The prisoner, Maliaki Clement of Kumusi Village, Bulolo, Morobe Province was convicted 21 June 2022 with one count of sexual penetration, contrary to s 229A (1) (2) and (3) of the Criminal Code Act (Sexual Offences Against Children) Act. On 25 April 2020, the prisoner, Maliaki Clement at Wau, Morobe Province, Papua New Guinea sexually penetrated a child under the age of 16 years old, namely, GM who was then under the age of 12 years and aged 5 years old, by inserting his penis into her vagina. AND AT THAT TIME, the said Maliaki Clement was in a position of trust, authority, and dependency as he was the stepfather of the said GM.


Cases Cited
SCR No. 1 of 1984: Re Maximum Penalty [1984] PNGLR 418
Avia Aihi v the State [1982] PNGLR 92
Golu v the State [1979] PNGLR 635
Ure Hane v the State [1984] PNGLR 105
The State v George Taunde (2005) N2807
The State v Pennias Mokei (No.2) 2004 N2635
The State v Peter Lare (2004) N2557
The State v Eddie Trosty (2004) N2681
The State v Kemai Lumou (2004) N2684
The State v Titus Soumi (2005) N2809
The State v John Ritsi Kutetoa (2005) N2814
The State v Tiama Esrom (2006) N3054
Public Prosecutor –v- Tardrew [1986] PNGLR 91
State v Albert Kavena (2015) N6085
State v Epo Matao (2015) N6084
Maima v. Sma [1972] PNGLR 49


Counsel

Ms. S Joseph, for the State
Mr. C Boku, for the Accused


RULING ON SENTENCE


2nd December, 2022


  1. POLUME-KIELE J: On the 3 of November 2021, an indictment was presented against the accused, Maliaki Clement, adult male, with one count of sexual penetration under Section 229A (1) (2) and (3) of Criminal Code (Sexual Offences Against Children) Act.
  2. On 8 November 2021, the accused was arraigned.

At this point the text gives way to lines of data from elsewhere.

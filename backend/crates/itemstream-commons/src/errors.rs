//! Error kinds carried on ERROR frames.
//!
//! Every failure that reaches a client is reduced to an [`ErrorInfo`]: a
//! stable machine-readable [`ErrorKind`] plus a human-readable message.

use std::fmt;

use serde::{Deserialize, Serialize};

/// Wire-level error taxonomy
#[derive(Debug, Clone, Copy, PartialEq, Eq, Hash, Serialize, Deserialize)]
pub enum ErrorKind {
    /// Frame is not valid structured data or a field has the wrong shape
    MalformedMessage,
    /// Named collection is absent from the schema
    UnknownCollection,
    /// No registered handler claims the message type
    UnsupportedMessageType,
    /// Write or delete without `id` / `ids`
    MissingTarget,
    /// Verb requires a collection but none was given
    MissingCollection,
    /// Write without a `data` payload
    MissingData,
    /// Permission failure reported by the data gateway
    Unauthorized,
    /// Record does not exist
    NotFound,
    /// Payload rejected by the data gateway
    InvalidPayload,
    /// Send attempted on a dead connection
    TransportClosed,
    /// Anything else
    Internal,
}

impl ErrorKind {
    pub fn as_str(&self) -> &'static str {
        match self {
            ErrorKind::MalformedMessage => "MalformedMessage",
            ErrorKind::UnknownCollection => "UnknownCollection",
            ErrorKind::UnsupportedMessageType => "UnsupportedMessageType",
            ErrorKind::MissingTarget => "MissingTarget",
            ErrorKind::MissingCollection => "MissingCollection",
            ErrorKind::MissingData => "MissingData",
            ErrorKind::Unauthorized => "Unauthorized",
            ErrorKind::NotFound => "NotFound",
            ErrorKind::InvalidPayload => "InvalidPayload",
            ErrorKind::TransportClosed => "TransportClosed",
            ErrorKind::Internal => "Internal",
        }
    }
}

impl fmt::Display for ErrorKind {
    fn fmt(&self, f: &mut fmt::Formatter<'_>) -> fmt::Result {
        f.write_str(self.as_str())
    }
}

/// Body of an ERROR frame
#[derive(Debug, Clone, PartialEq, Eq, Serialize, Deserialize)]
pub struct ErrorInfo {
    pub kind: ErrorKind,
    pub message: String,
}

impl ErrorInfo {
    pub fn new(kind: ErrorKind, message: impl Into<String>) -> Self {
        Self {
            kind,
            message: message.into(),
        }
    }
}
// itemstream Core Library
//
// Transport-agnostic engine behind the WebSocket endpoint: the data gateway
// seam, the verb handler chain, the subscription registry, the connections
// manager and the mutation event bridge.

pub mod error;
pub mod gateway;
pub mod live;

pub use error::{LiveError, Result};
pub use gateway::{DataGateway, GatewayError, MemoryGateway};
pub mod config;
pub mod error;

pub use error::{VeilError, VeilResult};
use thiserror::Error;

pub type VeilResult<T> = Result<T, VeilError>;

#[derive(Debug, Error)]
pub enum VeilError {
    #[error("config error: {0}")]
    Config(String),

    #[error("manifest error: {0}")]
    Manifest(String),

    #[error("verification failed: {0}")]
    Verify(String),

    #[error("I/O error: {0}")]
    Io(#[from] std::io::Error),

    #[error(transparent)]
    Other(#[from] anyhow::Error),
}
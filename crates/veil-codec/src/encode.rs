//! Batch encoder
//!
//! A single synchronous pass over the input directory: enumerate matching
//! image files in sorted filename order, XOR each against the cyclic key,
//! digest the original bytes, write `<stem>.<ext>.bin` blobs, then write
//! `manifest.json` to the parent of the output directory.
//!
//! There is no retry or partial-failure recovery; the first I/O error
//! aborts the run. Directories and non-image extensions are skipped
//! silently — that is filtering, not an error.

use anyhow::{Context, Result};
use std::path::{Path, PathBuf};
use tracing::{debug, info};

use crate::digest::sha256_hex;
use crate::key::XorKey;
use crate::manifest::{resolve_url, Manifest, ManifestItem};
use crate::xor::xor_bytes;
use crate::{IMAGE_EXTENSIONS, MANIFEST_FILE};

/// Progress callback: (files done, files total, current blob name)
pub type ProgressFn = Box<dyn Fn(u64, u64, &str)>;

/// Summary of a completed encode run
#[derive(Debug)]
pub struct EncodeReport {
    /// Number of blobs written
    pub items: usize,
    /// Where the manifest landed
    pub manifest_path: PathBuf,
}

/// Obfuscate every matching image in `in_dir` into `out_dir`.
///
/// Files are processed strictly in sorted filename order so the manifest
/// is deterministic regardless of filesystem iteration order. The output
/// directory (and parents) is created if absent; the manifest goes to the
/// parent of `out_dir`.
pub fn encode_dir(
    in_dir: &Path,
    out_dir: &Path,
    key: &XorKey,
    base_url: &str,
    progress: Option<&ProgressFn>,
) -> Result<EncodeReport> {
    let sources = list_image_files(in_dir)?;
    std::fs::create_dir_all(out_dir)
        .with_context(|| format!("creating output directory {}", out_dir.display()))?;

    let total = sources.len() as u64;
    let mut items = Vec::with_capacity(sources.len());
    for (done, path) in sources.iter().enumerate() {
        let item = encode_file(path, out_dir, key, base_url)?;
        if let Some(cb) = progress {
            cb(done as u64 + 1, total, &item.bin);
        }
        debug!(id = %item.id, bytes = item.bytes, blob = %item.bin, "encoded");
        items.push(item);
    }

    let manifest = Manifest::new(items);
    let manifest_path = out_dir
        .parent()
        .unwrap_or_else(|| Path::new("."))
        .join(MANIFEST_FILE);
    manifest
        .write_to(&manifest_path)
        .with_context(|| format!("writing manifest {}", manifest_path.display()))?;

    info!(
        items = manifest.items.len(),
        manifest = %manifest_path.display(),
        "encode complete"
    );

    Ok(EncodeReport {
        items: manifest.items.len(),
        manifest_path,
    })
}

/// Regular files directly under `dir` with an allow-listed extension,
/// sorted by filename. Non-recursive.
fn list_image_files(dir: &Path) -> Result<Vec<PathBuf>> {
    let entries = std::fs::read_dir(dir)
        .with_context(|| format!("reading input directory {}", dir.display()))?;

    let mut files = Vec::new();
    for entry in entries {
        let entry = entry.with_context(|| format!("listing {}", dir.display()))?;
        let path = entry.path();
        if !path.is_file() {
            continue;
        }
        if image_ext(&path).is_some() {
            files.push(path);
        }
    }
    files.sort_by_key(|p| p.file_name().map(|n| n.to_os_string()));
    Ok(files)
}

/// The lowercased extension, when it is in the allow-list.
fn image_ext(path: &Path) -> Option<String> {
    let ext = path.extension()?.to_str()?.to_lowercase();
    IMAGE_EXTENSIONS.contains(&ext.as_str()).then_some(ext)
}

fn encode_file(path: &Path, out_dir: &Path, key: &XorKey, base_url: &str) -> Result<ManifestItem> {
    let ext = image_ext(path)
        .ok_or_else(|| anyhow::anyhow!("not an image file: {}", path.display()))?;
    let stem = path
        .file_stem()
        .and_then(|s| s.to_str())
        .ok_or_else(|| anyhow::anyhow!("non-UTF-8 file stem: {}", path.display()))?
        .to_string();

    let raw = std::fs::read(path).with_context(|| format!("reading {}", path.display()))?;
    let enc = xor_bytes(&raw, key);
    let sha256 = sha256_hex(&raw);

    let bin = format!("{stem}.{ext}.bin");
    let out_path = out_dir.join(&bin);
    std::fs::write(&out_path, &enc)
        .with_context(|| format!("writing blob {}", out_path.display()))?;

    let url = resolve_url(base_url, &bin);
    Ok(ManifestItem {
        id: stem,
        ext,
        bin,
        sha256,
        bytes: raw.len() as u64,
        url,
    })
}
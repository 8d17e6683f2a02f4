//! SHA-256 content digests
//!
//! The digest is always computed over the original (pre-transform) bytes so
//! a consumer can verify integrity after decoding a blob.

use sha2::{Digest, Sha256};

/// SHA-256 of `data`, rendered as 64 lowercase hex chars.
pub fn sha256_hex(data: &[u8]) -> String {
    hex::encode(Sha256::digest(data))
}

#[cfg(test)]
mod tests {
    use super::*;
    use proptest::prelude::*;

    #[test]
    fn empty_input_digest() {
        assert_eq!(
            sha256_hex(b""),
            "e3b0c44298fc1c149afbf4c8996fb92427ae41e4649b934ca495991b7852b855"
        );
    }

    #[test]
    fn known_digest() {
        assert_eq!(
            sha256_hex(b"abc"),
            "ba7816bf8f01cfea414140de5dae2223b00361a396177a9cb410ff61f20015ad"
        );
    }

    proptest! {
        #[test]
        fn digest_is_lowercase_hex(data in proptest::collection::vec(any::<u8>(), 0..=1024)) {
            let hex = sha256_hex(&data);
            prop_assert_eq!(hex.len(), 64);
            prop_assert!(hex.chars().all(|c| c.is_ascii_hexdigit() && !c.is_ascii_uppercase()));
        }
    }
}
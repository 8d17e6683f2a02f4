//! MIME type lookup for manifest inspection

/// MIME type for a lowercased image extension.
pub fn mime_for_ext(ext: &str) -> &'static str {
    match ext {
        "jpg" | "jpeg" => "image/jpeg",
        "png" => "image/png",
        "webp" => "image/webp",
        "avif" => "image/avif",
        "gif" => "image/gif",
        _ => "application/octet-stream",
    }
}
//! veil-codec: XOR stream obfuscation for image galleries
//!
//! Pipeline: source image → XOR with repeating key → `<stem>.<ext>.bin`
//! blob + manifest entry (SHA-256 of the original bytes).
//!
//! The transform is its own inverse and preserves length exactly, so a
//! consumer holding the key recovers the original bytes and can check them
//! against the recorded digest. This is obfuscation, not encryption — the
//! manifest carries an advisory note saying exactly that.

pub mod decode;
pub mod digest;
pub mod encode;
pub mod key;
pub mod manifest;
pub mod mime;
pub mod xor;

pub use decode::{decode_manifest, verify_manifest, DecodeReport, VerifyOutcome};
pub use digest::sha256_hex;
pub use encode::{encode_dir, EncodeReport};
pub use key::XorKey;
pub use manifest::{resolve_url, Manifest, ManifestItem, MANIFEST_NOTE};
pub use mime::mime_for_ext;
pub use xor::{xor_bytes, xor_in_place};

/// Minimum key length in bytes once UTF-8 encoded
pub const MIN_KEY_BYTES: usize = 8;

/// Extensions (lowercased) eligible for obfuscation
pub const IMAGE_EXTENSIONS: [&str; 5] = ["jpg", "jpeg", "png", "webp", "gif"];

/// Name of the manifest written next to the blob directory
pub const MANIFEST_FILE: &str = "manifest.json";
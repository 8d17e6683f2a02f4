use serde::{Deserialize, Serialize};
use std::path::{Path, PathBuf};

/// Top-level tool configuration (loaded from veil.toml)
#[derive(Debug, Clone, Default, Serialize, Deserialize)]
#[serde(default)]
pub struct VeilConfig {
    pub encode: EncodeConfig,
}

#[derive(Debug, Clone, Serialize, Deserialize)]
#[serde(default)]
pub struct EncodeConfig {
    /// Default directory of source images
    pub input_dir: PathBuf,
    /// Default directory for obfuscated .bin blobs
    pub output_dir: PathBuf,
    /// Base URL prefixed to manifest URLs (empty = bare filenames)
    pub base_url: String,
}

impl Default for EncodeConfig {
    fn default() -> Self {
        Self {
            input_dir: PathBuf::from("images"),
            output_dir: PathBuf::from("enc/blobs"),
            base_url: String::new(),
        }
    }
}

impl VeilConfig {
    /// Load from a TOML file, falling back to defaults when the file is absent.
    pub fn load(path: &Path) -> anyhow::Result<Self> {
        if path.exists() {
            let content = std::fs::read_to_string(path)
                .map_err(|e| anyhow::anyhow!("reading config {}: {e}", path.display()))?;
            toml::from_str(&content)
                .map_err(|e| anyhow::anyhow!("parsing config {}: {e}", path.display()))
        } else {
            tracing::warn!("config file not found: {}  (using defaults)", path.display());
            Ok(Self::default())
        }
    }
}
//! Decode / verify pipeline
//!
//! The consumer side of the codec: walk a manifest, XOR each blob back
//! with the same key, and check the decoded bytes against the recorded
//! length and SHA-256. A mismatch means a wrong key or a corrupted blob.

use anyhow::{Context, Result};
use std::path::{Path, PathBuf};
use tracing::{debug, info, warn};

use crate::digest::sha256_hex;
use crate::key::XorKey;
use crate::manifest::{Manifest, ManifestItem};
use crate::xor::xor_in_place;
use veil_core::{VeilError, VeilResult};

/// Summary of a completed decode run
#[derive(Debug)]
pub struct DecodeReport {
    /// Number of images restored
    pub items: usize,
    /// Where the decoded images landed
    pub out_dir: PathBuf,
}

/// Per-blob verification result
#[derive(Debug)]
pub struct VerifyOutcome {
    pub id: String,
    pub bin: String,
    /// None when the blob decoded and matched its digest
    pub error: Option<String>,
}

impl VerifyOutcome {
    pub fn ok(&self) -> bool {
        self.error.is_none()
    }
}

/// Decode every blob listed in the manifest into `out_dir` as
/// `<id>.<ext>`, verifying each against its recorded digest. The first
/// failed verification aborts the run.
pub fn decode_manifest(
    manifest_path: &Path,
    enc_dir: &Path,
    out_dir: &Path,
    key: &XorKey,
) -> Result<DecodeReport> {
    let manifest = Manifest::load_from(manifest_path)
        .with_context(|| format!("loading manifest {}", manifest_path.display()))?;
    std::fs::create_dir_all(out_dir)
        .with_context(|| format!("creating output directory {}", out_dir.display()))?;

    for item in &manifest.items {
        let decoded = decode_item(item, enc_dir, key)?;
        let out_path = out_dir.join(format!("{}.{}", item.id, item.ext));
        std::fs::write(&out_path, &decoded)
            .with_context(|| format!("writing {}", out_path.display()))?;
        debug!(id = %item.id, bytes = decoded.len(), "decoded");
    }

    info!(items = manifest.items.len(), out = %out_dir.display(), "decode complete");
    Ok(DecodeReport {
        items: manifest.items.len(),
        out_dir: out_dir.to_path_buf(),
    })
}

/// Check every blob against its recorded length and digest without
/// writing anything. Failures are collected, not fatal, so the caller can
/// report all bad blobs at once.
pub fn verify_manifest(
    manifest_path: &Path,
    enc_dir: &Path,
    key: &XorKey,
) -> Result<Vec<VerifyOutcome>> {
    let manifest = Manifest::load_from(manifest_path)
        .with_context(|| format!("loading manifest {}", manifest_path.display()))?;

    let mut outcomes = Vec::with_capacity(manifest.items.len());
    for item in &manifest.items {
        let error = match decode_item(item, enc_dir, key) {
            Ok(_) => None,
            Err(e) => {
                warn!(id = %item.id, error = %e, "verification failed");
                Some(e.to_string())
            }
        };
        outcomes.push(VerifyOutcome {
            id: item.id.clone(),
            bin: item.bin.clone(),
            error,
        });
    }
    Ok(outcomes)
}

fn decode_item(item: &ManifestItem, enc_dir: &Path, key: &XorKey) -> VeilResult<Vec<u8>> {
    let blob_path = enc_dir.join(&item.bin);
    let mut data = std::fs::read(&blob_path)
        .with_context(|| format!("reading blob {}", blob_path.display()))?;

    if data.len() as u64 != item.bytes {
        return Err(VeilError::Verify(format!(
            "{}: blob is {} bytes, manifest says {}",
            item.bin,
            data.len(),
            item.bytes
        )));
    }

    xor_in_place(&mut data, key);

    let digest = sha256_hex(&data);
    if digest != item.sha256 {
        return Err(VeilError::Verify(format!(
            "{}: digest mismatch after decode (wrong key or corrupted blob)",
            item.bin
        )));
    }

    Ok(data)
}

He pleaded not guilty to the indictment and a trial was conducted.
  3. On 21 June 2022, the Court returned a verdict of guilty against the accused on a charge of sexual penetration contrary to s 229A (1) (2) (3) of the Criminal Code.
  4. This is my ruling on sentence.

The Charge

  1. Essentially, s 229A (1) (2) and (3) of the Criminal Code (Sexual Offences Against Children) Act states:

Section 229A - SEXUAL PENETRATION states:


(1) A person who engages in an act of sexual penetration with a child under the age of 16 years is guilty of a crime.

Penalty: Subject to Subsections (2) and (3), imprisonment for a term not exceeding 25 years.


(2) If the child is under the age of 12 years, an offender against Subsection (1) is guilty of a crime and is liable, subject to Section 19, to imprisonment for life.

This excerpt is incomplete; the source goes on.